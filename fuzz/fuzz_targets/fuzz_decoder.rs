#![no_main]

use arbitrary::{Arbitrary, Unstructured};
use input_linux_sys::{input_event, timeval};
use input_tracker::capture::EvdevDecoder;
use input_tracker::session::Session;
use input_tracker::util;
use libfuzzer_sys::fuzz_target;
use std::time::Duration;

#[derive(Arbitrary, Debug, Clone)]
struct RawEvent {
    delta_us: u32,
    type_: u8, // EV_SYN..EV_ABS mostly
    code: u16,
    value: i32,
}

#[derive(Arbitrary, Debug)]
struct Input {
    throttle_ms: u16,
    ignore_repeats: bool,
    max_events: u8,
    events: Vec<RawEvent>,
}

// Decode arbitrary raw streams straight into a session; nothing may panic and
// the buffer must stay bounded.
fuzz_target!(|data: &[u8]| {
    let mut u = Unstructured::new(data);
    let Ok(input) = Input::arbitrary(&mut u) else {
        return;
    };
    let mut decoder = EvdevDecoder::new(Duration::from_millis(input.throttle_ms.into()), input.ignore_repeats);
    let mut session = Session::new(input_tracker::SessionLimits {
        max_events: input.max_events.into(),
        ..Default::default()
    });
    let start = util::now_secs();
    session.start_at(start);

    let mut now_us = 0u64;
    for raw in input.events {
        now_us = now_us.saturating_add(raw.delta_us.into());
        let ev = input_event {
            time: timeval {
                tv_sec: (now_us / 1_000_000) as _,
                tv_usec: (now_us % 1_000_000) as _,
            },
            type_: u16::from(raw.type_ % 5),
            code: raw.code,
            value: raw.value,
        };
        decoder.feed(&ev, |n| {
            let (kind, data) = n.normalize();
            session.record_at(start + now_us as f64 / 1e6, kind, data);
        });
        assert!(session.event_log().len() <= usize::from(input.max_events));
    }
    let _ = session.summary();
});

## Assignment
Reproduce every line above, keeping each word exactly as it appears.

## Answer area
filename fuzz/fuzz_targets/fuzz_decoder.rs
#![no_main]

use arbitrary::{Arbitrary, Unstructured};
use input_linux_sys::{input_event, timeval};
use input_tracker::capture::EvdevDecoder;
use input_tracker::session::Session;
use input_tracker::util;
use libfuzzer_sys::fuzz_target;
use std::time::Duration;

#[derive(Arbitrary, Debug, Clone)]
struct RawEvent {
    delta_us: u32,
    type_: u8, // EV_SYN..EV_ABS mostly
    code: u16,
    value: i32,
}

#[derive(Arbitrary, Debug)]
struct Input {
    throttle_ms: u16,
    ignore_repeats: bool,
    max_events: u8,
    events: Vec<RawEvent>,
}

// Decode arbitrary raw streams straight into a session; nothing may panic and
// the buffer must stay bounded.
fuzz_target!(|data: &[u8]| {
    let mut u = Unstructured::new(data);
    let Ok(input) = Input::arbitrary(&mut u) else {
        return;
    };
    let mut decoder = EvdevDecoder::new(Duration::from_millis(input.throttle_ms.into()), input.ignore_repeats);
    let mut session = Session::new(input_tracker::SessionLimits {
        max_events: input.max_events.into(),
        ..Default::default()
    });
    let start = util::now_secs();
    session.start_at(start);

    let mut now_us = 0u64;
    for raw in input.events {
        now_us = now_us.saturating_add(raw.delta_us.into());
        let ev = input_event {
            time: timeval {
                tv_sec: (now_us / 1_000_000) as _,
                tv_usec: (now_us % 1_000_000) as _,
            },
            type_: u16::from(raw.type_ % 5),
            code: raw.code,
            value: raw.value,
        };
        decoder.feed(&ev, |n| {
            let (kind, data) = n.normalize();
            session.record_at(start + now_us as f64 / 1e6, kind, data);
        });
        assert!(session.event_log().len() <= usize::from(input.max_events));
    }
    let _ = session.summary();
});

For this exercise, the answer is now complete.